15. An apparatus for use in a wellbore comprising:
a sand control device configured to control flow of solid particles contained in a formation fluid through the sand control device; and
a flow control device configured to receive the formation fluid from the sand control device, the flow control device including a flow-through region comprising stages and configured to substantially increase a selected parameter relating to the flow-through region when a selected property of the fluid is in a first range and maintain a substantially constant value of the selected parameter when the selected property of the fluid is in a second range, wherein each stage of the flow-through region comprises an inlet port and an outlet port and each stage defines a single tortuous path, wherein the single tortuous path flows through each of the stages of the flow-through region.
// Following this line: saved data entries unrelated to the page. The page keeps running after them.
//! Dataset assembly: reduce per-segment feature matrices to fixed-length
//! statistical summaries and label them against reference scores.

use std::collections::BTreeMap;

use ndarray::{Array1, Array2, Axis};
use rand::rngs::StdRng;
use rand::seq::SliceRandom;
use rand::SeedableRng;
use tracing::debug;

use crate::error::{Error, Result};
use crate::features::{FeatureMatrix, SegmentFeatures};

/// Per-file, per-extractor segment features, keyed deterministically.
pub type FileFeatures = BTreeMap<String, BTreeMap<String, Vec<SegmentFeatures>>>;

/// A labeled training dataset: one row per (file, extractor, segment).
#[derive(Debug, Clone)]
pub struct Dataset {
    pub x: Array2<f64>,
    pub y: Array1<f64>,
    pub feature_names: Vec<String>,
    /// Files present in the feature data but absent from the score map
    pub skipped_files: usize,
}

/// Reduce a per-frame feature matrix to `mean ‖ std` across the frame axis.
///
/// Length is `2 × n_dims`; the standard deviation is the population form.
pub fn summarize(matrix: &FeatureMatrix) -> Array1<f64> {
    let n_dims = matrix.len_of(Axis(1));
    let n_frames = matrix.len_of(Axis(0));
    let mut summary = Array1::zeros(2 * n_dims);
    if n_frames == 0 {
        return summary;
    }
    for dim in 0..n_dims {
        let column = matrix.index_axis(Axis(1), dim);
        let mean = column.sum() / n_frames as f64;
        let variance = column.iter().map(|v| (v - mean).powi(2)).sum::<f64>() / n_frames as f64;
        summary[dim] = mean;
        summary[n_dims + dim] = variance.sqrt();
    }
    summary
}

/// Assemble `(X, y, feature_names)` from per-file segment features and a
/// `file_id -> score` map.
///
/// Files missing a reference score are skipped and counted. Every segment of
/// every extractor contributes one row carrying the file's single score.
/// Feature names are derived once, from the first encountered matrix; any
/// later summary of a different length fails with a data-mismatch error
/// instead of silently misaligning columns.
pub fn build_dataset(features: &FileFeatures, scores: &BTreeMap<String, f64>) -> Result<Dataset> {
    let mut rows: Vec<Array1<f64>> = Vec::new();
    let mut labels: Vec<f64> = Vec::new();
    let mut feature_names: Vec<String> = Vec::new();
    let mut skipped_files = 0;

    for (file_id, extractors) in features {
        let score = match scores.get(file_id) {
            Some(score) => *score,
            None => {
                skipped_files += 1;
                debug!(file_id = %file_id, "no reference score; skipping file");
                continue;
            }
        };

        for (extractor_name, segments) in extractors {
            for segment in segments {
                let summary = summarize(&segment.matrix);
                if feature_names.is_empty() {
                    let width = summary.len() / 2;
                    for i in 0..width {
                        feature_names.push(format!("{}_mean_{}", extractor_name, i));
                    }
                    for i in 0..width {
                        feature_names.push(format!("{}_std_{}", extractor_name, i));
                    }
                } else if summary.len() != feature_names.len() {
                    return Err(Error::DataMismatch {
                        file_id: file_id.clone(),
                        expected: feature_names.len(),
                        actual: summary.len(),
                    });
                }
                rows.push(summary);
                labels.push(score);
            }
        }
    }

    let width = feature_names.len();
    let mut flat = Vec::with_capacity(rows.len() * width);
    for row in &rows {
        flat.extend(row.iter().copied());
    }
    let x = Array2::from_shape_vec((rows.len(), width), flat).expect("uniform row width");
    Ok(Dataset {
        x,
        y: Array1::from_vec(labels),
        feature_names,
        skipped_files,
    })
}

/// Seeded shuffled holdout split. Returns `(x_train, x_test, y_train,
/// y_test)`; the test partition holds `round(n × test_size)` rows.
pub fn train_test_split(
    x: &Array2<f64>,
    y: &Array1<f64>,
    test_size: f64,
    seed: u64,
) -> (Array2<f64>, Array2<f64>, Array1<f64>, Array1<f64>) {
    let n = x.len_of(Axis(0));
    let mut indices: Vec<usize> = (0..n).collect();
    let mut rng = StdRng::seed_from_u64(seed);
    indices.shuffle(&mut rng);

    let n_test = ((n as f64 * test_size).round() as usize).min(n);
    let (test_idx, train_idx) = indices.split_at(n_test);

    (
        x.select(Axis(0), train_idx),
        x.select(Axis(0), test_idx),
        y.select(Axis(0), train_idx),
        y.select(Axis(0), test_idx),
    )
}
18. A production wellbore system, comprising:
a base pipe in the wellbore;
a sand control device outside the base pipe configured to control flow of solid particles contained in the formation into the base pipe; and
a flow control device configured to receive the formation fluid from the sand control device, the flow control device including a flow-through region comprising stages and configured to substantially increase value of a selected parameter of the flow-through region when a selected property of the fluid is in a selected first range and maintain a substantially constant value of the selected parameter when the selected property of the fluid is in a second range, wherein each stage of the flow-through region comprises an inlet port and an outlet port and each stage defines a single tortuous path, wherein the single tortuous path flows through each of the stages of the flow-through region.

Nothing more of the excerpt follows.